After step 5, free -h should show a noticeably larger swap total, and swapon --show should list /overlay/swapfile.


Making it persistent across reboots — use a polling systemd unit, not fstab

The swapfile you created above is active right now, but it will disappear after a reboot. You need to tell UGOS to re-enable it automatically on every startup.

The obvious ways to do this don't work on UGOS due to a boot-ordering issue:

  • Adding it to /etc/fstab (the standard Linux way to mount things at startup) fails because UGOS activates swap before the /overlay partition has finished mounting. The swap command runs too early, fails silently, and never retries.
  • Standard systemd swap configuration has the same problem — it also fires too early in the boot sequence.

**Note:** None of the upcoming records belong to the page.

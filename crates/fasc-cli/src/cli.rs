use std::path::PathBuf;

use clap::{Args, Parser, Subcommand};

#[derive(Parser)]
#[command(
    name = "fasc",
    about = "Fascinator object store: sharded digital objects and their payloads",
    version,
)]
pub struct Cli {
    #[command(subcommand)]
    pub command: Command,

    /// Storage configuration file (TOML, or JSON system config)
    #[arg(long, global = true)]
    pub config: Option<PathBuf>,

    /// Storage home directory, overriding the configuration
    #[arg(long, global = true)]
    pub home: Option<PathBuf>,

    /// Email whose MD5 names the storage namespace
    #[arg(long, global = true)]
    pub email: Option<String>,

    #[arg(short, long, global = true)]
    pub verbose: bool,

    #[arg(long, global = true, default_value = "text")]
    pub format: OutputFormat,
}

#[derive(Clone, Debug, clap::ValueEnum)]
pub enum OutputFormat {
    Text,
    Json,
}

#[derive(Subcommand)]
pub enum Command {
    /// Print the directory an object id maps to
    Path(PathArgs),
    /// Create an empty object
    Create(CreateArgs),
    /// List object ids in the store
    Ls(LsArgs),
    /// Show an object's payloads
    Show(ShowArgs),
    /// Store or link a file as a payload
    Put(PutArgs),
    /// Write a payload's content to stdout
    Cat(CatArgs),
    /// Remove an object, or one of its payloads
    Rm(RmArgs),
    /// Show or set object metadata
    Meta(MetaArgs),
    /// Bring local files up to date in the store
    Harvest(HarvestArgs),
}

#[derive(Args)]
pub struct PathArgs {
    pub oid: String,
}

#[derive(Args)]
pub struct CreateArgs {
    pub oid: String,
}

#[derive(Args)]
pub struct LsArgs {}

#[derive(Args)]
pub struct ShowArgs {
    pub oid: String,
}

#[derive(Args)]
pub struct PutArgs {
    pub oid: String,
    pub file: PathBuf,
    /// Payload id; defaults to the file name
    #[arg(long)]
    pub pid: Option<String>,
    /// Record a reference to the file instead of copying it
    #[arg(long)]
    pub link: bool,
}

#[derive(Args)]
pub struct CatArgs {
    pub oid: String,
    pub pid: String,
}

#[derive(Args)]
pub struct RmArgs {
    pub oid: String,
    pub pid: Option<String>,
}

#[derive(Args)]
pub struct MetaArgs {
    pub oid: String,
    #[arg(value_parser = parse_key_value)]
    pub set: Vec<(String, String)>,
}

#[derive(Args)]
pub struct HarvestArgs {
    #[arg(required = true)]
    pub files: Vec<PathBuf>,
}

fn parse_key_value(s: &str) -> Result<(String, String), String> {
    match s.split_once('=') {
        Some((key, value)) if !key.is_empty() => Ok((key.to_string(), value.to_string())),
        _ => Err(format!("expected key=value, got '{s}'")),
    }
}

The reliable fix is a small background service that waits and watches until /overlay is ready, then enables the swapfile. It checks every two seconds and only proceeds once the partition is confirmed mounted — sidestepping the timing problem entirely.

bash
sudo tee /etc/systemd/system/overlay-swapfile.service << 'EOF'
[Unit]
Description=Activate swapfile on /overlay

[Service]
Type=oneshot
TimeoutStartSec=300
ExecStart=/bin/sh -c 'until mountpoint -q /overlay; do sleep 2; done; grep -q /overlay/swapfile /proc/swaps || /sbin/swapon /overlay/swapfile'
ExecStop=/sbin/swapoff /overlay/swapfile
RemainAfterExit=yes

[Install]
WantedBy=multi-user.target
EOF

sudo systemctl daemon-reload
sudo systemctl enable --now overlay-swapfile.service

Verify it is active and enabled:

bash
systemctl status overlay-swapfile.service
free -h

The service waits up to five minutes for /overlay to become available (it normally appears within 30 seconds of boot). Once ready, it enables the swapfile. If /overlay never mounts for some reason, the service gives up and reports a failure — it does not block the rest of the system from starting.

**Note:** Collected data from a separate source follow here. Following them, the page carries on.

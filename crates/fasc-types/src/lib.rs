//! Foundation types for the Fascinator object store.
//!
//! Every other crate in the workspace depends on `fasc-types`.
//!
//! # Key Types
//!
//! - [`PayloadType`] -- the role a payload plays within its object
//! - [`Properties`] -- ordered key/value set with the property-file codec
//! - [`ident`] -- oid/pid validation and shard path derivation
//! - [`mime`] -- content-type detection

pub mod error;
pub mod ident;
pub mod mime;
pub mod payload_type;
pub mod properties;

pub use error::TypeError;
pub use ident::{
    is_temp_file_name, md5_hex, normalize_pid, shard_path, validate_oid, validate_pid,
    MANIFEST_LOCK_FILE, PAYLOAD_META_SUFFIX, RESERVED_METADATA_PID, TEMP_FILE_PREFIX,
    TEMP_FILE_SUFFIX,
};
pub use payload_type::PayloadType;
pub use properties::Properties;
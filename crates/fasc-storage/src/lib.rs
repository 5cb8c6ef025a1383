//! Object and payload storage for the Fascinator repository.
//!
//! A store holds digital objects addressed by an opaque object id (oid).
//! Each object groups named payloads (pids): the original source content,
//! enrichments derived from it, previews and so on, plus a reserved property
//! file with object-level metadata.
//!
//! # Storage Backends
//!
//! All backends implement the [`Storage`] trait:
//!
//! - [`FileSystemStorage`] -- sharded directory tree, `xx/yy/zz/<oid>/`
//! - [`RamStorage`] -- `HashMap`-based store for tests and embedding
//!
//! # Design Rules
//!
//! 1. Path placement is a pure function of the oid and pid.
//! 2. The first payload created on an object is its source.
//! 3. Descriptor and metadata changes are durable after `close()`.
//! 4. Content writes go through a staging file and a rename.
//! 5. Identifiers are validated before any file is touched.

pub mod config;
pub mod descriptor;
pub mod error;
pub mod fs;
pub mod generic;
pub mod ingest;
pub mod memory;
pub mod metadata;
pub mod stream;
pub mod traits;

// Re-export primary types at crate root for ergonomic imports.
pub use config::StorageConfig;
pub use descriptor::PayloadDescriptor;
pub use error::{ErrorKind, StorageError, StorageResult};
pub use fs::{FileSystemDigitalObject, FileSystemPayload, FileSystemStorage};
pub use generic::{GenericDigitalObject, GenericPayload};
pub use ingest::HarvestStatus;
pub use memory::{RamObject, RamStorage};
pub use stream::PayloadStream;
pub use traits::{DigitalObject, Payload, Storage};
//! Helpers for bringing local files into a store.
//!
//! A harvested file maps to one object whose oid is derived from the file's
//! absolute path, the host and the user, so re-harvesting the same file
//! always addresses the same object.

use std::fs::{self, File};
use std::io::Read;
use std::path::Path;

use fasc_types::md5_hex;
use tracing::{debug, info};

use crate::error::{StorageError, StorageResult};
use crate::metadata::epoch_millis;
use crate::traits::{DigitalObject, Payload, Storage};

/// Object metadata key recording the file's modification time in ms.
pub const LAST_MODIFIED_KEY: &str = "lastModified";
/// Object metadata key recording the MD5 of the file's content.
pub const FILE_HASH_KEY: &str = "fileHash";

/// Outcome of [`check_harvest_file`].
#[derive(Clone, Copy, Debug, PartialEq, Eq)]
pub enum HarvestStatus {
    New,
    Updated,
    Unchanged,
}

/// Object identifier for a local file on this host and account.
pub fn generate_oid(path: &Path) -> StorageResult<String> {
    generate_oid_with(path, &hostname(), &username())
}

/// [`generate_oid`] with an explicit host and user.
pub fn generate_oid_with(path: &Path, hostname: &str, username: &str) -> StorageResult<String> {
    let absolute = std::path::absolute(path).map_err(StorageError::io("resolve path", path))?;
    let unix = absolute.to_string_lossy().replace('\\', "/");
    Ok(md5_hex(format!("{unix}{hostname}{username}")))
}

/// Payload identifier for a local file: its file name.
pub fn generate_pid(path: &Path) -> StorageResult<String> {
    path.file_name()
        .and_then(|n| n.to_str())
        .map(str::to_string)
        .ok_or_else(|| StorageError::InvalidIdentifier {
            id: path.display().to_string(),
            reason: "path has no UTF-8 file name".into(),
        })
}

fn hostname() -> String {
    ["HOSTNAME", "COMPUTERNAME"]
        .iter()
        .filter_map(|var| std::env::var(var).ok())
        .chain(fs::read_to_string("/etc/hostname").ok())
        .map(|h| h.trim().to_string())
        .find(|h| !h.is_empty())
        .unwrap_or_else(|| "localhost".to_string())
}

fn username() -> String {
    ["USER", "USERNAME", "LOGNAME"]
        .iter()
        .filter_map(|var| std::env::var(var).ok())
        .find(|u| !u.is_empty())
        .unwrap_or_else(|| "anonymous".to_string())
}

/// Fetch the object, creating it first if it does not exist.
pub fn get_or_create_object<S: Storage>(storage: &S, oid: &str) -> StorageResult<S::Object> {
    match storage.create_object(oid) {
        Ok(object) => Ok(object),
        Err(e) if e.is_already_exists() => storage.get_object(oid),
        Err(e) => Err(e),
    }
}

/// Store `content` under `pid`, replacing any existing payload.
pub fn create_or_update_payload<'a, O: DigitalObject, R: Read>(
    object: &'a mut O,
    pid: &str,
    content: R,
) -> StorageResult<&'a mut O::Payload> {
    if object.has_payload(pid) {
        object.update_payload(pid, content)
    } else {
        object.create_stored_payload(pid, content)
    }
}

/// Copy a local file into its object. The object is closed before it is
/// returned.
pub fn store_file<S: Storage>(storage: &S, path: &Path) -> StorageResult<S::Object> {
    let oid = generate_oid(path)?;
    let pid = generate_pid(path)?;
    let mut object = get_or_create_object(storage, &oid)?;
    let file = File::open(path).map_err(StorageError::io("open harvest file", path))?;
    create_or_update_payload(&mut object, &pid, file)?.close()?;
    object.close()?;
    debug!(oid = %oid, pid = %pid, path = %path.display(), "file stored");
    Ok(object)
}

/// Attach a local file to its object by reference.
pub fn link_file<S: Storage>(storage: &S, path: &Path) -> StorageResult<S::Object> {
    let oid = generate_oid(path)?;
    let pid = generate_pid(path)?;
    let target = std::path::absolute(path).map_err(StorageError::io("resolve path", path))?;
    let mut object = get_or_create_object(storage, &oid)?;
    if object.has_payload(&pid) {
        object.get_payload(&pid)?.close()?;
    } else {
        object.create_linked_payload(&pid, &target)?.close()?;
    }
    object.close()?;
    debug!(oid = %oid, pid = %pid, target = %target.display(), "file linked");
    Ok(object)
}

/// Bring a harvested file up to date in storage.
///
/// The recorded modification time is checked first; only when it differs is
/// the content hashed and compared. New and changed files are stored and
/// their modification time and hash recorded in the object metadata.
pub fn check_harvest_file<S: Storage>(storage: &S, path: &Path) -> StorageResult<HarvestStatus> {
    let oid = generate_oid(path)?;
    let modified = fs::metadata(path)
        .and_then(|m| m.modified())
        .map_err(StorageError::io("stat harvest file", path))?;
    let last_mod = epoch_millis(modified).to_string();

    let mut object = match storage.get_object(&oid) {
        Ok(object) => object,
        Err(e) if e.is_not_found() => {
            let hash = hash_file(path)?;
            let mut object = store_file(storage, path)?;
            let meta = object.metadata()?;
            meta.set(LAST_MODIFIED_KEY, last_mod);
            meta.set(FILE_HASH_KEY, hash);
            object.close()?;
            info!(oid = %oid, path = %path.display(), "harvested new file");
            return Ok(HarvestStatus::New);
        }
        Err(e) => return Err(e),
    };

    let meta = object.metadata()?;
    if meta.get(LAST_MODIFIED_KEY) == Some(last_mod.as_str()) {
        return Ok(HarvestStatus::Unchanged);
    }
    let hash = hash_file(path)?;
    if meta.get(FILE_HASH_KEY) == Some(hash.as_str()) {
        meta.set(LAST_MODIFIED_KEY, last_mod);
        object.close()?;
        debug!(oid = %oid, "modification time changed but content did not");
        return Ok(HarvestStatus::Unchanged);
    }

    let pid = match object.source_id() {
        Some(source) => source.to_string(),
        None => generate_pid(path)?,
    };
    let file = File::open(path).map_err(StorageError::io("open harvest file", path))?;
    create_or_update_payload(&mut object, &pid, file)?.close()?;
    let meta = object.metadata()?;
    meta.set(LAST_MODIFIED_KEY, last_mod);
    meta.set(FILE_HASH_KEY, hash);
    object.close()?;
    info!(oid = %oid, pid = %pid, path = %path.display(), "harvested updated file");
    Ok(HarvestStatus::Updated)
}

fn hash_file(path: &Path) -> StorageResult<String> {
    let bytes = fs::read(path).map_err(StorageError::io("hash harvest file", path))?;
    Ok(md5_hex(bytes))
}

#[cfg(test)]
mod tests {
    use super::*;
    use crate::memory::RamStorage;

    #[test]
    fn oid_hashes_path_host_and_user() {
        let oid = generate_oid_with(Path::new("/Users/fascinator/Documents/sample.odt"), "", "").unwrap();
        assert_eq!(oid, "11b498d057256a0b602fa0e7c4073fc3");

        let with_host = generate_oid_with(Path::new("/a/b.txt"), "host", "user").unwrap();
        assert_eq!(with_host, md5_hex("/a/b.txthostuser"));
    }

    #[test]
    fn pid_is_file_name() {
        assert_eq!(generate_pid(Path::new("/tmp/docs/sample.odt")).unwrap(), "sample.odt");
        assert!(generate_pid(Path::new("/")).is_err());
    }

    #[test]
    fn get_or_create_is_idempotent() {
        let storage = RamStorage::new();
        let mut first = get_or_create_object(&storage, "abcdefg1").unwrap();
        first.create_stored_payload("DC", &b"x"[..]).unwrap();
        first.close().unwrap();

        let second = get_or_create_object(&storage, "abcdefg1").unwrap();
        assert!(second.has_payload("DC"));
    }

    #[test]
    fn create_or_update_switches_on_presence() {
        let storage = RamStorage::new();
        let mut obj = storage.create_object("abcdefg1").unwrap();
        create_or_update_payload(&mut obj, "DC", &b"one"[..]).unwrap();
        create_or_update_payload(&mut obj, "DC", &b"two"[..]).unwrap();
        assert_eq!(obj.get_payload("DC").unwrap().read_to_vec().unwrap(), b"two");
        assert_eq!(obj.payload_id_list().len(), 1);
    }

    #[test]
    fn harvest_new_unchanged_updated() {
        let dir = tempfile::tempdir().unwrap();
        let file = dir.path().join("notes.txt");
        fs::write(&file, b"first").unwrap();
        let storage = RamStorage::new();

        assert_eq!(check_harvest_file(&storage, &file).unwrap(), HarvestStatus::New);
        assert_eq!(check_harvest_file(&storage, &file).unwrap(), HarvestStatus::Unchanged);

        fs::write(&file, b"second version").unwrap();
        let later = std::time::SystemTime::now() + std::time::Duration::from_secs(5);
        File::options()
            .write(true)
            .open(&file)
            .unwrap()
            .set_modified(later)
            .unwrap();
        assert_eq!(check_harvest_file(&storage, &file).unwrap(), HarvestStatus::Updated);

        let oid = generate_oid(&file).unwrap();
        let mut obj = storage.get_object(&oid).unwrap();
        assert_eq!(obj.get_payload("notes.txt").unwrap().read_to_vec().unwrap(), b"second version");
        assert_eq!(
            obj.metadata().unwrap().get(FILE_HASH_KEY),
            Some(md5_hex("second version").as_str())
        );
    }

    #[test]
    fn touched_file_with_same_content_is_unchanged() {
        let dir = tempfile::tempdir().unwrap();
        let file = dir.path().join("same.txt");
        fs::write(&file, b"content").unwrap();
        let storage = RamStorage::new();
        check_harvest_file(&storage, &file).unwrap();

        let later = std::time::SystemTime::now() + std::time::Duration::from_secs(5);
        File::options().write(true).open(&file).unwrap().set_modified(later).unwrap();
        assert_eq!(check_harvest_file(&storage, &file).unwrap(), HarvestStatus::Unchanged);

        let oid = generate_oid(&file).unwrap();
        let mut obj = storage.get_object(&oid).unwrap();
        let recorded = epoch_millis(fs::metadata(&file).unwrap().modified().unwrap());
        assert_eq!(
            obj.metadata().unwrap().get(LAST_MODIFIED_KEY),
            Some(recorded.to_string().as_str())
        );
    }

    #[test]
    fn link_file_creates_linked_payload() {
        let dir = tempfile::tempdir().unwrap();
        let file = dir.path().join("big.bin");
        fs::write(&file, b"external").unwrap();
        let storage = RamStorage::new();

        let mut obj = link_file(&storage, &file).unwrap();
        let payload = obj.get_payload("big.bin").unwrap();
        assert!(payload.is_linked());
        assert_eq!(payload.read_to_vec().unwrap(), b"external");
    }
}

Verifying earlyoom backs off

Recall that earlyoom kills processes when free swap drops below 20% of total. With 16 GB of extra swap added, your total swap is now around 26 GB — which means earlyoom's kill threshold is roughly 5 GB of free swap. Under normal load you should have well over that, giving every container room to start without being killed.

Run these commands to confirm things have settled down:

bash
free -h
grep earlyoom /var/log/syslog | grep -v 'fre:\|Fre:' | tail -5

The first command should show plenty of free swap. The second shows the last few earlyoom log entries — if it has stopped reporting kills, you have enough headroom.


Reverting

bash
# Stop and disable the service
sudo systemctl disable --now overlay-swapfile.service

# Remove the unit file
sudo rm /etc/systemd/system/overlay-swapfile.service
sudo systemctl daemon-reload

# Delete the swapfile
sudo rm /overlay/swapfile

Sizing guidelines

RAMContainersExtra swap to add
8 GB20–408–16 GB
8 GB40–60+16–24 GB
16 GB40–608 GB
16 GB60+16 GB

A quick way to check if your size is sufficient: earlyoom will start killing processes when free swap drops below 20% of the total. So if your total swap after adding the swapfile is 26 GB, the kill threshold is ~5 GB free. Make sure your normal day-to-day swap usage leaves more than that free.

Adding swap extends your runway, it doesn't fix the root cause. If swap is perpetually full no matter how much you add, the underlying problem is simply too many containers for the amount of RAM in your device — the only real fix is fewer containers or a NAS with more RAM.